Coming not-so-fresh off The Scorpion King, wrestler-turned-actor The Rock (not yet billed as Dwayne Johnson) fully earned his action-hero credentials in the enjoyable comedic adventure romp The Rundown.

He plays a “retrieval expert,” which mostly means he collects gambling debts, by force if he has to, although he hates guns. Eager to get out of the biz, he’s cajoled into the requisite One Last Job: plucking the boss’ snot-nosed son (American Pie’s Seann William Scott) out of Brazil and bringing him back home to L.A. Scott, however, doesn’t want to go, seeing as how he’s stumbled on to a treasure he’s hidden in the jungle – a treasure also wanted by a group of rebels led by barmaid Rosario Dawson, as well as the poor city’s devious slave ring owner Christopher Walken, (who is, no shock, 100 percent pure Walken).

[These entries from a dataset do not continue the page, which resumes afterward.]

//! Driver workflow around the engine
//!
//! A session holds search results, the set of queued downloads, and the
//! engine. `start` expands dependencies, gates on free disk space, runs the
//! engine, and folds the per-job outcomes into a process exit code.

use crate::config::EngineConfig;
use crate::engine::DownloadEngine;
use crate::error::Result;
use crate::job::{artifact_path, escape_filename, Category, DownloadJob};
use crate::search;

use std::path::Path;

/// Everything requested finished
pub const EXIT_OK: i32 = 0;
/// No downloads were queued
pub const EXIT_NOTHING_TO_DO: i32 = 1;
/// Some downloads did not finish
pub const EXIT_UNFINISHED: i32 = 2;
/// Not enough free disk space to start
pub const EXIT_NO_DISK_SPACE: i32 = 5;

/// Free-space floor in MiB kept on top of the artifact sizes; heavily
/// fragmented near-full disks make piece writes crawl.
const DISK_SPACE_HEADROOM_MIB: u64 = 1024;

/// Search results, queued downloads, and the engine driving them
pub struct DownloadSession {
    config: EngineConfig,
    engine: DownloadEngine,
    results: Vec<DownloadJob>,
    queued: Vec<usize>,
}

impl DownloadSession {
    pub fn new(config: EngineConfig) -> Result<Self> {
        let engine = DownloadEngine::new(config.clone())?;
        Ok(Self {
            config,
            engine,
            results: Vec::new(),
            queued: Vec::new(),
        })
    }

    pub fn config(&self) -> &EngineConfig {
        &self.config
    }

    pub fn engine(&self) -> &DownloadEngine {
        &self.engine
    }

    /// Cancel the running engine
    pub fn abort(&self) {
        self.engine.abort();
    }

    /// Query the search service; results are appended to the session pool.
    /// Returns how many results were added.
    pub async fn search(&mut self, category: Option<Category>, name: &str) -> Result<usize> {
        let found = search::search(self.engine.http_client(), &self.config, category, name).await?;
        let count = found.len();
        self.results.extend(found);
        Ok(count)
    }

    pub fn results(&self) -> &[DownloadJob] {
        &self.results
    }

    /// Add a direct-URL job to the pool, bypassing search.
    /// Returns its index.
    pub fn add_by_url(&mut self, category: Option<Category>, filename: &str, url: &str) -> usize {
        let path = match category {
            Some(cat) => artifact_path(&self.config.writepath, cat, filename),
            None => self.config.writepath.join(escape_filename(filename)),
        };
        let mut job = DownloadJob::new(path, filename);
        job.category = category;
        job.validate_tls = self.config.validate_tls;
        job.add_mirror(url);
        self.results.push(job);
        self.results.len() - 1
    }

    /// Mark a search result for download. False for out-of-range indices.
    pub fn queue(&mut self, index: usize) -> bool {
        if index >= self.results.len() {
            tracing::error!(index, "invalid download index");
            return false;
        }
        if !self.queued.contains(&index) {
            self.queued.push(index);
        }
        true
    }

    /// Run all queued downloads and return a process exit code.
    pub async fn start(&mut self) -> Result<i32> {
        let mut jobs: Vec<DownloadJob> = self
            .queued
            .iter()
            .map(|&i| self.results[i].clone())
            .collect();

        if self.config.fetch_depends {
            self.expand_depends(&mut jobs).await;
        }
        if jobs.is_empty() {
            tracing::debug!("nothing to do, no downloads queued");
            return Ok(EXIT_NOTHING_TO_DO);
        }

        let total_bytes: u64 = jobs.iter().map(|j| j.size).sum();
        let needed_mib = total_bytes / (1024 * 1024) + DISK_SPACE_HEADROOM_MIB;
        if let Some(free_mib) = free_disk_mib(&self.config.writepath) {
            tracing::info!(free_mib, "free disk space");
            if free_mib < needed_mib {
                tracing::error!(
                    free_mib,
                    needed_mib,
                    writepath = %self.config.writepath.display(),
                    "insufficient free disk space"
                );
                return Ok(EXIT_NO_DISK_SPACE);
            }
        }

        let ok = self.engine.download(&mut jobs).await?;

        // Reflect final states back into the session pool: queued entries
        // in place, dependency jobs appended.
        for (slot, job) in self.queued.iter().zip(jobs.iter()) {
            self.results[*slot] = job.clone();
        }
        for job in jobs.drain(self.queued.len()..) {
            self.results.push(job);
        }
        self.queued.clear();

        Ok(if ok { EXIT_OK } else { EXIT_UNFINISHED })
    }

    /// Search for each job's dependencies and append any that are not
    /// already present, recursively.
    async fn expand_depends(&self, jobs: &mut Vec<DownloadJob>) {
        let mut index = 0;
        while index < jobs.len() {
            let depends = jobs[index].depends.clone();
            for depend in depends {
                if jobs.iter().any(|j| j.name == depend) {
                    continue;
                }
                tracing::info!(depend = %depend, "adding dependency");
                match search::search(self.engine.http_client(), &self.config, None, &depend).await {
                    Ok(found) => {
                        for job in found {
                            if !jobs.iter().any(|j| j.name == job.name) {
                                jobs.push(job);
                            }
                        }
                    }
                    Err(err) => {
                        tracing::warn!(depend = %depend, error = %err, "dependency search failed");
                    }
                }
            }
            index += 1;
        }
    }
}

/// Available MiB on the filesystem holding `path`; `None` when the mount
/// cannot be identified.
fn free_disk_mib(path: &Path) -> Option<u64> {
    let disks = sysinfo::Disks::new_with_refreshed_list();
    let target = path.canonicalize().unwrap_or_else(|_| path.to_path_buf());
    disks
        .list()
        .iter()
        .filter(|d| target.starts_with(d.mount_point()))
        .max_by_key(|d| d.mount_point().as_os_str().len())
        .map(|d| d.available_space() / (1024 * 1024))
}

So The Rock and Scott get to bicker and spar like The Defiant Ones, forging a bond only out of necessity to stay alive. They find themselves in the middle of a machine-gun riot, at the mercy of hallucinogenic fruit and having their faces humped by crazed monkeys. Their greatest adversary proves to be Ernie Reyes Jr. (the Surf Ninjas star all grown up), who unleashes his “spinning Tarzan jujitsu” on The Rock, in not only the film’s best fight scene, but best scene, period.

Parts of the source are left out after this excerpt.